(Dataset excerpts)
■ ■ ■ ■ ■ ■ ■

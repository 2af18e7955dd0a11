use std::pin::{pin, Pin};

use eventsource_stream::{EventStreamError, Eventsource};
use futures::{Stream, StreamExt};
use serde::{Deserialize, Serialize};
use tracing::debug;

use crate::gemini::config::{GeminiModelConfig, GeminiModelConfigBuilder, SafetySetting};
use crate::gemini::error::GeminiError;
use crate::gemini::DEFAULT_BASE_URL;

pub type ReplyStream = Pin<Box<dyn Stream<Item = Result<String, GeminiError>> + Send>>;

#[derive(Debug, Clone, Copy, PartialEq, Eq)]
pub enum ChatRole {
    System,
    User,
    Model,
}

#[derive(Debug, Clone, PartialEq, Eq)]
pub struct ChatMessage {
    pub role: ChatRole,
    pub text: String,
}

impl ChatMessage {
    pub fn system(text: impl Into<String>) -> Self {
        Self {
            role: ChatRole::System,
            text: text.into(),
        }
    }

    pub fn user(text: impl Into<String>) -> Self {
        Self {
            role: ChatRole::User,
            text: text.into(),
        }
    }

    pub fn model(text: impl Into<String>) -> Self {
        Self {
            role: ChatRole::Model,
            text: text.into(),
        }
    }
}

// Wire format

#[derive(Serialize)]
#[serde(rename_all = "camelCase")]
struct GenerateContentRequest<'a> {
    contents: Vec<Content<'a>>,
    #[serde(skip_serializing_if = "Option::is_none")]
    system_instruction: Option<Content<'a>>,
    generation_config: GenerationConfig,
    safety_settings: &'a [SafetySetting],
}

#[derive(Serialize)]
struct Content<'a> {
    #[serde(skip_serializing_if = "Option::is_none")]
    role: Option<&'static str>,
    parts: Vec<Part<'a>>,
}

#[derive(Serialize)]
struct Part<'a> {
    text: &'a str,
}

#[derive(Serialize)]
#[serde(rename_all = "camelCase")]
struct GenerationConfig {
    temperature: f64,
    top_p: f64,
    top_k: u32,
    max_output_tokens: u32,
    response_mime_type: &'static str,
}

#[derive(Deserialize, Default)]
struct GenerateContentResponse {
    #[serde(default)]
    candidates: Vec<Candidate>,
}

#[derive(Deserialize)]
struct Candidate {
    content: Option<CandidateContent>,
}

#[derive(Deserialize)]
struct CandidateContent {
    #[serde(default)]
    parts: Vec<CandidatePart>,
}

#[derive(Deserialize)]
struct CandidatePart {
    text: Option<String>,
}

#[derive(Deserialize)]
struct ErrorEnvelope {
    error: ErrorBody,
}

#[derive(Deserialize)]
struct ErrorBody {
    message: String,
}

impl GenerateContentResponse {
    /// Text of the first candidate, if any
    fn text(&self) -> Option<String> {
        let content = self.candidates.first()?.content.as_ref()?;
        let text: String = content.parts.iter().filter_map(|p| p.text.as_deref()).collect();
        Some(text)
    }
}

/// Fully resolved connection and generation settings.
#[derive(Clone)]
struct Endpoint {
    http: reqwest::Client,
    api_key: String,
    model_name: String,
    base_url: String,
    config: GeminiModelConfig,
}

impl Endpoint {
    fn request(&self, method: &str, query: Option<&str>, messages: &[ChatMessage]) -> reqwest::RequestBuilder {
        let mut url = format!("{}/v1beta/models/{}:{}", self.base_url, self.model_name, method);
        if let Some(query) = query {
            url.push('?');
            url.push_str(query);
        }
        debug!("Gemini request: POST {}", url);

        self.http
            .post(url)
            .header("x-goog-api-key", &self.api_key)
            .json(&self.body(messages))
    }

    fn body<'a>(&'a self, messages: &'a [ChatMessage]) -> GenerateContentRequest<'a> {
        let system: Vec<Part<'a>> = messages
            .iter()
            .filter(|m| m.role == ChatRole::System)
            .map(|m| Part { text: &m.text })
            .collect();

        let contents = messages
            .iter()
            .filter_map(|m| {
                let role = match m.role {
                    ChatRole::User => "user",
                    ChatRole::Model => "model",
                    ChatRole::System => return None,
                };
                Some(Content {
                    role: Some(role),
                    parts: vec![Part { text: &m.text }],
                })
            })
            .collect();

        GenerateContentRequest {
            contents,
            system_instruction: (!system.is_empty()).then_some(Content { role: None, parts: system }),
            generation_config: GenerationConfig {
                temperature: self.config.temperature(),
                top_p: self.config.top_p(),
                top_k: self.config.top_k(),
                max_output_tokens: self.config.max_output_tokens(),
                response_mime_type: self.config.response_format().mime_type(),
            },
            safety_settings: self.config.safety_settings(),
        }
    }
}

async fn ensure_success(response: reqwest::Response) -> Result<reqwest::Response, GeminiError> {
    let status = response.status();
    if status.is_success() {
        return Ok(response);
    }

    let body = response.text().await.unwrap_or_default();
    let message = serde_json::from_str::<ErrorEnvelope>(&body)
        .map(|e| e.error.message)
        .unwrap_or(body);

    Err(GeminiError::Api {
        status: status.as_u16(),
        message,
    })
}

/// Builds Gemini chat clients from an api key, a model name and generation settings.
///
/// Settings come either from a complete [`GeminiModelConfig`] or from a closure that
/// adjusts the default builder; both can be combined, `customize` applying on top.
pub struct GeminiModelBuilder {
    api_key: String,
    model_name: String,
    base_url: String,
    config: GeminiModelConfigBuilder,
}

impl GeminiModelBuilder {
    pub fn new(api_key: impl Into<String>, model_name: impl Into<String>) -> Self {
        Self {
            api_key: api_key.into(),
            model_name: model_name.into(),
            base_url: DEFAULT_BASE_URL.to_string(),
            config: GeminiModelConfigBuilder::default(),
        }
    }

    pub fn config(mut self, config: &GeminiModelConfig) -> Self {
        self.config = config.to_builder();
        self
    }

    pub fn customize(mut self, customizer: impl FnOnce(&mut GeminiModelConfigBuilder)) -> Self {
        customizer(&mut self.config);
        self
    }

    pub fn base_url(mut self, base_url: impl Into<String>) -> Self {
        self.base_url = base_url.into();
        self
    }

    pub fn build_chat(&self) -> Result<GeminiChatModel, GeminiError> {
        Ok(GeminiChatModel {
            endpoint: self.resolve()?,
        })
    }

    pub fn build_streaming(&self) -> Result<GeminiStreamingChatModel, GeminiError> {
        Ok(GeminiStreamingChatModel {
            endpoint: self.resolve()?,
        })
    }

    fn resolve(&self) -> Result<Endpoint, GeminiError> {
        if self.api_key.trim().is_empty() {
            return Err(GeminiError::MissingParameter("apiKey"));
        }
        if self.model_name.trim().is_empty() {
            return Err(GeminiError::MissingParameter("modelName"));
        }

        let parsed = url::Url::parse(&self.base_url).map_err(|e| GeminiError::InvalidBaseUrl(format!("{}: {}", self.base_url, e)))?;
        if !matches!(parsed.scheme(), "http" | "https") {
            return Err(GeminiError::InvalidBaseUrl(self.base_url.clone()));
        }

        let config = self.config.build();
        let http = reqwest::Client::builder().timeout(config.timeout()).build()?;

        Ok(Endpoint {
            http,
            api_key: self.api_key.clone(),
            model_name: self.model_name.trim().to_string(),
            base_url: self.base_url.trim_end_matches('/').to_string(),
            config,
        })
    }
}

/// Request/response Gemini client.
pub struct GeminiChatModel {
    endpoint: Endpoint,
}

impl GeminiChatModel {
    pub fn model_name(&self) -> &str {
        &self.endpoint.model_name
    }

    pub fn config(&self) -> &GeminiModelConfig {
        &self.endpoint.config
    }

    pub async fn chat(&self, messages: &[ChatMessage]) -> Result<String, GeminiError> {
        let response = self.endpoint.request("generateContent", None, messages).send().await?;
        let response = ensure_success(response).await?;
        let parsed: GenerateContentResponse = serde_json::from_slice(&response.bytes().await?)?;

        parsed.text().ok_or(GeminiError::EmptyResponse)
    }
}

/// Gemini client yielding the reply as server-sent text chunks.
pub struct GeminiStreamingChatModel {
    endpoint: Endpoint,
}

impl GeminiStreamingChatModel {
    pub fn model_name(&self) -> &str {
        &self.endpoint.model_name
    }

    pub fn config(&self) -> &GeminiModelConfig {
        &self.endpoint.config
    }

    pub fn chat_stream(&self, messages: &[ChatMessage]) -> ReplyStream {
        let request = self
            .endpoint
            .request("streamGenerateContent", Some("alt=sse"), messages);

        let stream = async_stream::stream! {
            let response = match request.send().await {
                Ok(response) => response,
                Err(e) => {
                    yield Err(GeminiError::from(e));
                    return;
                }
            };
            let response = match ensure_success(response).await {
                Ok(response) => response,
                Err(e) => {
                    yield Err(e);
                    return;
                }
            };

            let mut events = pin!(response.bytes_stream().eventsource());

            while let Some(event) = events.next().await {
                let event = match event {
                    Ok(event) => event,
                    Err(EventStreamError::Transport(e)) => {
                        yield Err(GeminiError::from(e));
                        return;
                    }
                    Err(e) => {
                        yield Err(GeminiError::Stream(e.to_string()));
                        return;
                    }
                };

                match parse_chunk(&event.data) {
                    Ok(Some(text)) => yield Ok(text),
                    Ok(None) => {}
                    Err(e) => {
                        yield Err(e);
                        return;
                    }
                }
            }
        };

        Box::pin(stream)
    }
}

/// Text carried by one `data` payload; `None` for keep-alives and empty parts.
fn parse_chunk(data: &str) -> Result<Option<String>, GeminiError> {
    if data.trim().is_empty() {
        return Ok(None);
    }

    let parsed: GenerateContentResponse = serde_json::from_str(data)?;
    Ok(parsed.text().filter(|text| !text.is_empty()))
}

■ ■ ■ ■ ■ ■ ■

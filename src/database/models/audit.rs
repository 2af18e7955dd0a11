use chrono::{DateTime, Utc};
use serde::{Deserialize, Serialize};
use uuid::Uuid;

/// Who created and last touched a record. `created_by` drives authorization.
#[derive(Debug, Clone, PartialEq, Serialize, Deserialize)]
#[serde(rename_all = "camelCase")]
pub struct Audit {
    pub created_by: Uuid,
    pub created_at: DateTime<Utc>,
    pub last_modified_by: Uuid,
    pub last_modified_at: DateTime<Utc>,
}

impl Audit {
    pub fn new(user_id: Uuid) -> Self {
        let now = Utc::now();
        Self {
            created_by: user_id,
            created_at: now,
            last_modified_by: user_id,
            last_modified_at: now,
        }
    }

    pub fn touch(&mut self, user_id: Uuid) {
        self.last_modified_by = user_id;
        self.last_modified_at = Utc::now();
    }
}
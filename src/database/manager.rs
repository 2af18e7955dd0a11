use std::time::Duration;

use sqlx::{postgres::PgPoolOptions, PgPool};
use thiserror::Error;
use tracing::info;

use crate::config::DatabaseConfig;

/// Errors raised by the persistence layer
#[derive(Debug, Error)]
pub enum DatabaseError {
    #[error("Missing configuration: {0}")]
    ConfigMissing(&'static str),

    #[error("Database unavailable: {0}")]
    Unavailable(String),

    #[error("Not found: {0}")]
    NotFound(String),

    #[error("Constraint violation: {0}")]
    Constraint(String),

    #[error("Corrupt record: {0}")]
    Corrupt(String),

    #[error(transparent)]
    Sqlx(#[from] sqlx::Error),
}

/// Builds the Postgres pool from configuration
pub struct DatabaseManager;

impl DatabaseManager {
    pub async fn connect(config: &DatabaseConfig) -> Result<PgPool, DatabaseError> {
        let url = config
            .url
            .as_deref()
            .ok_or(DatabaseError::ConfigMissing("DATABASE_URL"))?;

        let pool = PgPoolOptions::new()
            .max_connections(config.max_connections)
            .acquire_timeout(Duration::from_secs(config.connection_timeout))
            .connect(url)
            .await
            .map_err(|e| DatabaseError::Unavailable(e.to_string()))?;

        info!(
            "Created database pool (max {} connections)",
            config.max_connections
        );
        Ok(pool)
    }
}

■ ■ ■ ■ ■ ■ ■

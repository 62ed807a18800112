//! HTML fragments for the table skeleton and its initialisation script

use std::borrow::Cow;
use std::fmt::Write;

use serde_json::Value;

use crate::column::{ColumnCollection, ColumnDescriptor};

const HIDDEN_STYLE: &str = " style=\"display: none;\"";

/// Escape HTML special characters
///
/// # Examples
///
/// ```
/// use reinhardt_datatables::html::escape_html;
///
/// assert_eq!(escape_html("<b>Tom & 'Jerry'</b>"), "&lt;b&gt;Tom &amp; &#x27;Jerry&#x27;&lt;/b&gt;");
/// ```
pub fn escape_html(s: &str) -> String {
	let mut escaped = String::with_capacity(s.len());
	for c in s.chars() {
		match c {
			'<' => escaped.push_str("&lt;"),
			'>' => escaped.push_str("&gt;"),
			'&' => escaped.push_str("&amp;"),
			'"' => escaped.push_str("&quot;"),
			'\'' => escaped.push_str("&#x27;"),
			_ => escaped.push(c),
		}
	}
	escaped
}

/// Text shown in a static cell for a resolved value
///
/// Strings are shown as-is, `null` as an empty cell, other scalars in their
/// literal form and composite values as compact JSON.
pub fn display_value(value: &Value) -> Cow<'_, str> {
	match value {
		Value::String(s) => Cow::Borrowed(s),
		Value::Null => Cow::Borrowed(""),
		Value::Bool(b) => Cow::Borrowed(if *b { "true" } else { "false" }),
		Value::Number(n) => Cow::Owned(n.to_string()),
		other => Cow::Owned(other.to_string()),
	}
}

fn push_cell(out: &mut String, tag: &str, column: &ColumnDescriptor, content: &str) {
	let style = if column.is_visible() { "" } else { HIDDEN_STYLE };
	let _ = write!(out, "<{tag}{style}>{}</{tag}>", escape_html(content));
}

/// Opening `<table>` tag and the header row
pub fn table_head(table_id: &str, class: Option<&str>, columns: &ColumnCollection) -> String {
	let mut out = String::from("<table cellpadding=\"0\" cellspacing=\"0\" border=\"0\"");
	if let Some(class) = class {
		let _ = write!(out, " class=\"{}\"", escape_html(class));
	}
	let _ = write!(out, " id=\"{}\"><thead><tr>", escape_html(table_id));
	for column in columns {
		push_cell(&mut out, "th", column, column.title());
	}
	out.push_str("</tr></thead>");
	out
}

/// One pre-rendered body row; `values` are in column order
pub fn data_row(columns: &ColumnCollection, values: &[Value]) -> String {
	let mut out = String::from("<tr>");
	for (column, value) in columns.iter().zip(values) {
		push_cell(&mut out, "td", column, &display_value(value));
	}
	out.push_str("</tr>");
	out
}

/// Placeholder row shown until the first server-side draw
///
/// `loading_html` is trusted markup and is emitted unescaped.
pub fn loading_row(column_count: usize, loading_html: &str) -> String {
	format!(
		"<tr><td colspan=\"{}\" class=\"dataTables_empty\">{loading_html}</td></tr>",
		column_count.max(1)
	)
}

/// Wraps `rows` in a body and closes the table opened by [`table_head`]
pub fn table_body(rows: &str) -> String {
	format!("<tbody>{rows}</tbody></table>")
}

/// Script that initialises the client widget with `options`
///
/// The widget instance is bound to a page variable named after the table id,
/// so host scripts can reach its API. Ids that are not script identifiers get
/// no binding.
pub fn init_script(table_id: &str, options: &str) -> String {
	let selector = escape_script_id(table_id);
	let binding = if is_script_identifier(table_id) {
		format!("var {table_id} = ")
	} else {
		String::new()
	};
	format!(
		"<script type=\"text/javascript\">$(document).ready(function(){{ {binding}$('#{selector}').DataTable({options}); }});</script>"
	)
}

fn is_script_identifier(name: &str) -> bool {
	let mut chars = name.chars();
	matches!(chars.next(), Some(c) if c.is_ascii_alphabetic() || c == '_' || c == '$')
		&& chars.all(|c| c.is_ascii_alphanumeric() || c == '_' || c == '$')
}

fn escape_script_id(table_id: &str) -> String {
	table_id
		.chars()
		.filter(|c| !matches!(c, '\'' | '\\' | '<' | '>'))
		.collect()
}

■ ■ ■ ■ ■ ■ ■

DIRECTIONS FOR THIS TASK: Each line above with the string "shown" should be reported in full.

TASK OUTPUT:
/// Text shown in a static cell for a resolved value
/// Strings are shown as-is, `null` as an empty cell, other scalars in their
/// Placeholder row shown until the first server-side draw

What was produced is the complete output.